A month? And that gave her rights over his life that I, who had
been his friend for much longer, didn’t get? At least I wasn’t
telling him to give Gale up because I didn’t like her.

Clenching my
teeth against voicing those demands out loud, I considered just
hanging up. Then I’d be tasked with finding which lock up Roberts
was in. So, I counted to ten, then twenty. All the while, Gale
ground her teeth down the line at me.

“Do you have a
number I can get him on?” I asked steadily.

There was
silence while she got herself under some control. When she spoke,
she spat a phone number in rapid fire and then hung up. I carefully
put my mobile down, then picked up a can of shaving cream and
smashed it into the mirror. As far as therapeutic ventings went, it
was an aesthetically pleasing one.
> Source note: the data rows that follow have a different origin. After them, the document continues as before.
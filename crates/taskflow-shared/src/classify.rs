//! Due-date classification shared by the
//! task list and the notification check.
//!
//! Both paths go through [`classify`] with
//! a `today` captured once per pass, so a
//! card and a notification can never
//! disagree about the same task.

use chrono::NaiveDate;
use tracing::debug;

use crate::datetime::short_date;
use crate::task::Task;

#[derive(
  Debug,
  Clone,
  Copy,
  PartialEq,
  Eq,
  Default,
)]
pub enum DueStyle {
  #[default]
  Plain,
  Overdue,
  DueToday
}

impl DueStyle {
  /// Style class name, empty for plain.
  pub fn class(self) -> &'static str {
    match self {
      | DueStyle::Plain => "",
      | DueStyle::Overdue => "overdue",
      | DueStyle::DueToday => "due-today"
    }
  }
}

#[derive(
  Debug, Clone, PartialEq, Eq,
)]
pub struct DueLabel {
  pub text:  String,
  pub style: DueStyle
}

#[derive(
  Debug, Clone, PartialEq, Eq,
)]
pub struct Classification {
  pub is_overdue:   bool,
  pub is_due_today: bool,
  pub is_due_soon:  bool,
  pub label:        DueLabel
}

impl Classification {
  /// Card classes for the due state.
  pub fn card_classes(
    &self
  ) -> Vec<&'static str> {
    let mut classes = Vec::new();
    if self.is_overdue {
      classes.push("overdue");
    }
    if self.is_due_today {
      classes.push("due-today");
    }
    if self.is_due_soon {
      classes.push("due-soon");
    }
    classes
  }
}

/// Whole days from `today` to the task's
/// due date; `None` without a due date.
pub fn days_until_due(
  task: &Task,
  today: NaiveDate
) -> Option<i64> {
  task
    .due_date
    .map(|due| (due - today).num_days())
}

pub fn due_label(
  due: Option<NaiveDate>,
  today: NaiveDate
) -> DueLabel {
  let Some(due) = due else {
    return DueLabel {
      text:  "No due date".to_string(),
      style: DueStyle::Plain
    };
  };

  let diff = (due - today).num_days();
  match diff {
    | d if d < 0 => {
      DueLabel {
        text:  format!(
          "Overdue ({} days)",
          d.unsigned_abs()
        ),
        style: DueStyle::Overdue
      }
    }
    | 0 => {
      DueLabel {
        text:  "Due today".to_string(),
        style: DueStyle::DueToday
      }
    }
    | 1 => {
      DueLabel {
        text:  "Due tomorrow".to_string(),
        style: DueStyle::Plain
      }
    }
    | 2..=7 => {
      DueLabel {
        text:  format!("Due in {diff} days"),
        style: DueStyle::Plain
      }
    }
    | _ => {
      DueLabel {
        text:  short_date(due),
        style: DueStyle::Plain
      }
    }
  }
}

/// Classifies one task against `today`.
///
/// Due-today ignores status; overdue and
/// due-soon never apply to completed
/// tasks.
pub fn classify(
  task: &Task,
  today: NaiveDate
) -> Classification {
  let diff = days_until_due(task, today);
  let open = !task.is_completed();

  Classification {
    is_overdue:   open
      && diff.is_some_and(|d| d < 0),
    is_due_today: diff == Some(0),
    is_due_soon:  open
      && diff.is_some_and(|d| {
        (1..=7).contains(&d)
      }),
    label:        due_label(
      task.due_date,
      today
    )
  }
}

/// Classifies a render batch against one
/// `today`.
pub fn classify_all<'a>(
  tasks: &'a [Task],
  today: NaiveDate
) -> Vec<(&'a Task, Classification)> {
  tasks
    .iter()
    .map(|task| (task, classify(task, today)))
    .collect()
}

/// Browser-notification payload.
#[derive(
  Debug, Clone, PartialEq, Eq,
)]
pub struct DueNotification {
  pub tag:   &'static str,
  pub title: String,
  pub body:  String
}

/// Counts behind the start-up notification
/// check. Completed tasks are never
/// counted.
#[derive(
  Debug,
  Clone,
  Copy,
  PartialEq,
  Eq,
  Default,
)]
pub struct DueAlerts {
  pub overdue:   usize,
  pub due_today: usize
}

impl DueAlerts {
  #[tracing::instrument(level = "debug", skip(tasks), fields(task_count = tasks.len()))]
  pub fn collect(
    tasks: &[Task],
    today: NaiveDate
  ) -> Self {
    let mut alerts = Self::default();
    for task in tasks {
      if task.is_completed() {
        continue;
      }
      let c = classify(task, today);
      if c.is_overdue {
        alerts.overdue += 1;
      }
      if c.is_due_today {
        alerts.due_today += 1;
      }
    }
    debug!(
      overdue = alerts.overdue,
      due_today = alerts.due_today,
      "collected due alerts"
    );
    alerts
  }

  pub fn is_empty(&self) -> bool {
    self.overdue == 0
      && self.due_today == 0
  }

  pub fn notifications(
    &self
  ) -> Vec<DueNotification> {
    let mut out = Vec::new();
    if self.overdue > 0 {
      let n = self.overdue;
      out.push(DueNotification {
        tag:   "overdue-tasks",
        title: format!(
          "TaskFlow: {n} overdue task(s)"
        ),
        body:  format!(
          "You have {n} task(s) that are \
           overdue."
        )
      });
    }
    if self.due_today > 0 {
      let n = self.due_today;
      out.push(DueNotification {
        tag:   "due-today-tasks",
        title: format!(
          "TaskFlow: {n} task(s) due today"
        ),
        body:  format!(
          "You have {n} task(s) due today."
        )
      });
    }
    out
  }
}

#[cfg(test)]
mod tests {
  use chrono::NaiveDate;
  use pretty_assertions::assert_eq;
  use uuid::Uuid;

  use super::{
    DueAlerts,
    DueStyle,
    classify,
    due_label
  };
  use crate::task::{
    Priority,
    Status,
    Task
  };

  fn date(
    y: i32,
    m: u32,
    d: u32
  ) -> NaiveDate {
    NaiveDate::from_ymd_opt(y, m, d)
      .expect("valid date")
  }

  fn task(
    due: Option<NaiveDate>,
    status: Status
  ) -> Task {
    Task {
      id: Uuid::new_v4(),
      title: "Review budget".to_string(),
      description: None,
      priority: Priority::Medium,
      status,
      due_date: due,
      created_at: None,
      status_updated_at: None,
      status_history: Vec::new()
    }
  }

  fn today() -> NaiveDate {
    date(2024, 6, 15)
  }

  #[test]
  fn no_due_date_is_never_flagged() {
    for status in Status::ALL {
      let c =
        classify(&task(None, status), today());
      assert_eq!(
        c.label.text,
        "No due date"
      );
      assert!(!c.is_overdue);
      assert!(!c.is_due_today);
      assert!(!c.is_due_soon);
    }
  }

  #[test]
  fn yesterday_is_overdue_by_one_day() {
    let c = classify(
      &task(
        Some(date(2024, 6, 14)),
        Status::Open
      ),
      today()
    );
    assert!(c.is_overdue);
    assert_eq!(
      c.label.text,
      "Overdue (1 days)"
    );
    assert_eq!(
      c.label.style,
      DueStyle::Overdue
    );
  }

  #[test]
  fn completed_task_is_not_overdue() {
    let c = classify(
      &task(
        Some(date(2024, 6, 14)),
        Status::Completed
      ),
      today()
    );
    assert!(!c.is_overdue);
  }

  #[test]
  fn due_today_ignores_status_on_cards() {
    let c = classify(
      &task(
        Some(today()),
        Status::Completed
      ),
      today()
    );
    assert!(c.is_due_today);
    assert_eq!(
      c.card_classes(),
      vec!["due-today"]
    );
  }

  #[test]
  fn label_boundaries() {
    let cases = [
      (1, "Due tomorrow"),
      (2, "Due in 2 days"),
      (7, "Due in 7 days"),
      (8, "Jun 23, 2024")
    ];
    for (offset, expected) in cases {
      let due = today()
        + chrono::Days::new(offset);
      let label =
        due_label(Some(due), today());
      assert_eq!(label.text, expected);
      assert_eq!(
        label.style,
        DueStyle::Plain
      );
    }
    assert_eq!(
      due_label(Some(today()), today())
        .style
        .class(),
      "due-today"
    );
  }

  #[test]
  fn due_soon_covers_the_next_week() {
    let soon = classify(
      &task(
        Some(date(2024, 6, 22)),
        Status::InProgress
      ),
      today()
    );
    assert!(soon.is_due_soon);
    let later = classify(
      &task(
        Some(date(2024, 6, 23)),
        Status::InProgress
      ),
      today()
    );
    assert!(!later.is_due_soon);
    assert_eq!(soon.card_classes(), vec!["due-soon"]);
    assert!(later.card_classes().is_empty());
  }

  #[test]
  fn alerts_skip_completed_tasks() {
    let tasks = vec![
      task(
        Some(date(2024, 6, 1)),
        Status::Open
      ),
      task(
        Some(date(2024, 6, 1)),
        Status::Completed
      ),
      task(Some(today()), Status::Open),
      task(
        Some(today()),
        Status::Completed
      ),
      task(None, Status::Open)
    ];
    let alerts =
      DueAlerts::collect(&tasks, today());
    assert_eq!(
      alerts,
      DueAlerts {
        overdue:   1,
        due_today: 1
      }
    );

    let notes = alerts.notifications();
    assert_eq!(notes.len(), 2);
    assert_eq!(notes[0].tag, "overdue-tasks");
    assert_eq!(
      notes[0].title,
      "TaskFlow: 1 overdue task(s)"
    );
    assert_eq!(
      notes[1].body,
      "You have 1 task(s) due today."
    );
  }

  #[test]
  fn no_alerts_means_no_notifications() {
    let alerts = DueAlerts::collect(
      &[task(None, Status::Open)],
      today()
    );
    assert!(alerts.is_empty());
    assert!(
      alerts.notifications().is_empty()
    );
  }
}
There’s nothing like a broken
mirror to display the many fractures in a man’s inner darkness. Way
symbolic. But in terms of relief…? Not enough.

When I was
done, the shower stall glass was scattered across the floor. There
were four fist sized dints in the wall and the door wasn’t going to
close properly ever again. Trembling, I made it to my bed and sat
down, head cradled in my grossly shaking hands, blood from my torn
knuckles trickling down my arms. I tried controlled breathing, but
I was still too wound up, jittering in the afterglow of a good hit
of anger.

Eventually,
the adrenaline eased off and I could think again. Before anything
else swamped me, I grabbed the phone and dialled what I hoped was
the number Gale had given me. There was still an awful lot of blood
rushing through my ears, so I missed the opening lines of the
policeman that answered. When he paused for breath, I told him who
I wanted to speak to, and a few diverts later, Roberts came to the
phone.

“Matt, took
your sweet time.”

He sounded
okay. I let out a long held breath. “Sorry. I was catching up on
some sleep.”

“You sound
shaky, man.”

“That should
be expected. I mean, I just heard my best mate’s in jail for
murder.” I wasn’t about to tell him Gale had ripped me a new one,
as well. That was for them to sort out. Right there, Gale, was my
fucking deal.

“Alleged,”
Roberts grunted with stoic good cheer. “And when they can’t find a
body, even alleged is not going to stick for long. I’m not
worried.”

Except that he
was.

“Vampire?” I
asked needlessly.

“Yeah. Still
got that wretched stench in my sinuses.”

“What
happened?”

“I was
stupid,” he said baldly. “Hadn’t heard from you all day, and I’ve
been neglecting the civic duties for a while, so I thought I should
go earn my keep. Still don’t know why I did it, but I ended up at
the Fringe, thinking I could see if someone there had a lead on Big
Red.”

“Not stupid,”
I reassured him. “Fucking grade A retarded. I should come down
there and beat you senseless myself.”

“Don’t know
about that, but I sure would appreciate a lesson on the ways of
retrieving the soap in the shower without bending over.”